Right now, the average age of retirement remains at around 65. Many pensions you can start collecting at around 60, and that sounds great! You can retire early, and have that extra cash from the government to make up the difference in your savings.

But here’s the thing. If you’re able to either live off your savings or retire closer to 70, it can make an enormous difference. Especially when it comes to your Canada Pension Plan (CPP). For every year you’re able to delay your pension, you get an extra 8.4%.

How much?

The average CPP payment for this year is $710.41 per month. So let’s say you’re getting that from the government. That certainly is not enough to live on, and adds up to $8,524.92 for the year. However, let’s say you were to wait until 70. You simply add 8.4% for every year of the decade you waited to take that cash. Suddenly, that $8,524.92 has turned into an incredible $19,097.79! That’s $1,591.48 per month!

Granted, about $19,000 is still not enough to live on. But you now have so much more money to work with. Now more than every, you’ll need to start considering your investments. You’ll need to consider them now, so that you’ll be prepared to retire when you put off your pension. And you’ll need them for later, when you can use that pension cash to continue investing and bringing in returns.

Buy big dividends

Big can mean blue-chip, and that goes for a company like Suncor Energy Inc. (TSX:SU)(NYSE:SU). Suncor is beaten down right now thanks to the hemorrhaging oil and gas industry. However, there will be a day that this industry comes back. When it does, Suncor will be in the lead as Canada’s largest fully integrated energy company.
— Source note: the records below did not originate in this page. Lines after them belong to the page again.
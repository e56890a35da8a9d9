//! JavaScript bindings. Every function takes the presentation and the request
//! as JSON strings and returns `{"presentation": ..., "result": ...}`.

use std::sync::OnceLock;
use wasm_bindgen::prelude::*;

use crate::api::{self, LayoutEngine};
use crate::config::LayoutConfig;

static ENGINE: OnceLock<LayoutEngine> = OnceLock::new();

fn engine() -> &'static LayoutEngine {
    ENGINE.get_or_init(|| LayoutEngine::new(LayoutConfig::default()))
}

/// Installs the panic hook and routes `log` output to the browser console
/// (or to `env_logger` outside the browser). Safe to call more than once.
#[wasm_bindgen(js_name = initLogging)]
pub fn init_logging() {
    #[cfg(feature = "console_error_panic_hook")]
    console_error_panic_hook::set_once();

    #[cfg(target_arch = "wasm32")]
    let _ = console_log::init_with_level(log::Level::Info);

    #[cfg(not(target_arch = "wasm32"))]
    let _ = env_logger::builder()
        .filter_level(log::LevelFilter::Info)
        .parse_default_env()
        .try_init();
}

/// Sets the engine configuration. Returns false when the engine was already
/// created by an earlier call, in which case the configuration is unchanged.
/// Unusable values are rejected.
#[wasm_bindgen(js_name = configureEngine)]
pub fn configure_engine(config_json: &str) -> Result<bool, JsError> {
    let config: LayoutConfig = serde_json::from_str(config_json)?;
    config.validate()?;
    Ok(ENGINE.set(LayoutEngine::new(config)).is_ok())
}

#[wasm_bindgen(js_name = addElements)]
pub fn add_elements(presentation_json: &str, request_json: &str) -> Result<String, JsError> {
    Ok(api::add_elements_json(engine(), presentation_json, request_json)?)
}

#[wasm_bindgen(js_name = getSlideElements)]
pub fn get_slide_elements(presentation_json: &str, request_json: &str) -> Result<String, JsError> {
    Ok(api::get_slide_elements_json(presentation_json, request_json)?)
}

#[wasm_bindgen(js_name = repositionElement)]
pub fn reposition_element(presentation_json: &str, request_json: &str) -> Result<String, JsError> {
    Ok(api::reposition_element_json(presentation_json, request_json)?)
}

#[wasm_bindgen(js_name = findAndReplace)]
pub fn find_and_replace(presentation_json: &str, request_json: &str) -> Result<String, JsError> {
    Ok(api::find_and_replace_json(engine(), presentation_json, request_json)?)
}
So right now you can buy this company for a steal. While you wait for returns, you can take advantage of the Suncor stock’s 5.27% dividend yield. The company already cut the yield, so that means there will likely be a huge lift in dividend price after this economic downturn is over. Right now, a $34,000 investment in Suncor would bring in $1,785 per year in dividends!

Buy big returns

You’ll also want some companies pretty much guaranteed to bring in returns. That would be a company like WELL Health Technologies Corp. (TSX:WELL). This company is in acquisition mode, creating a powerhouse of telehealth and virtual spaces for patients to connect with healthcare professionals. It ranges from psychologists to physicians and everything in between.
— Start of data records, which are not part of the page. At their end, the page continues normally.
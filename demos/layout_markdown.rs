use std::env;
use std::fs;

use anyhow::Context;
use dotenvy::dotenv;
use slides_layout::{
    add_elements, get_slide_elements, AddElementsRequest, LayoutConfig, LayoutEngine, Presentation,
};

const SAMPLE: &str = "# [Company Name, Bold, Color=#003366]\n\
                      \n\
                      ## Q3 Highlights\n\
                      \n\
                      - Revenue grew **12%** year over year\n\
                      - Two product launches: *Atlas* and *Nimbus*\n\
                      - Hiring plan on track\n\
                      \n\
                      | Region | Revenue | Growth |\n\
                      |--------|--------:|-------:|\n\
                      | EMEA   | $4.2M   | 8%     |\n\
                      | APAC   | $3.1M   | 15%    |\n\
                      \n\
                      > Focus on fewer, bigger bets.\n";

fn main() -> anyhow::Result<()> {
    dotenv().ok();
    env_logger::builder()
        .filter_level(log::LevelFilter::Info)
        .parse_default_env()
        .init();

    // Usage: cargo run --example layout_markdown -- [markdown file]
    let markdown = match env::args().nth(1) {
        Some(path) => fs::read_to_string(&path).with_context(|| format!("reading {}", path))?,
        None => SAMPLE.to_string(),
    };

    let config = LayoutConfig::from_env();
    let mut presentation = Presentation::new("demo", config.canvas);
    presentation.add_slide();
    let engine = LayoutEngine::new(config);

    let response = add_elements(
        &engine,
        &mut presentation,
        &AddElementsRequest {
            slide_index: 0,
            markdown: Some(markdown),
            auto_layout: Some(true),
            ..Default::default()
        },
    )?;
    log::info!(
        "Created {} element(s): {:?}",
        response.elements_created,
        response.element_types
    );

    let report = get_slide_elements(&presentation, 0, true)?;
    println!("{}", serde_json::to_string_pretty(&report)?);
    Ok(())
}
Yet the company is still far below where it could be in share price. As it continues to expand and bring in revenue from its acquisitions, shares will only go higher. In the past year, shares have grown an amazing 456% as of writing! But still cost only about $8 per share. If it were to perform similarly over the next year, a $34,000 investment could turn into a whopping $150,790!

Foolish takeaway

So here’s what you have now that you’ve waited until 70. You have $19,097.79 per year in CPP payments. You have $150,790 (at least) in returns. And you have $1,785 in annual dividends. That would give you a grand total of $171,672.79 in your bank, or $14,306.07 to live off per month. I think you can live off that, don’t you?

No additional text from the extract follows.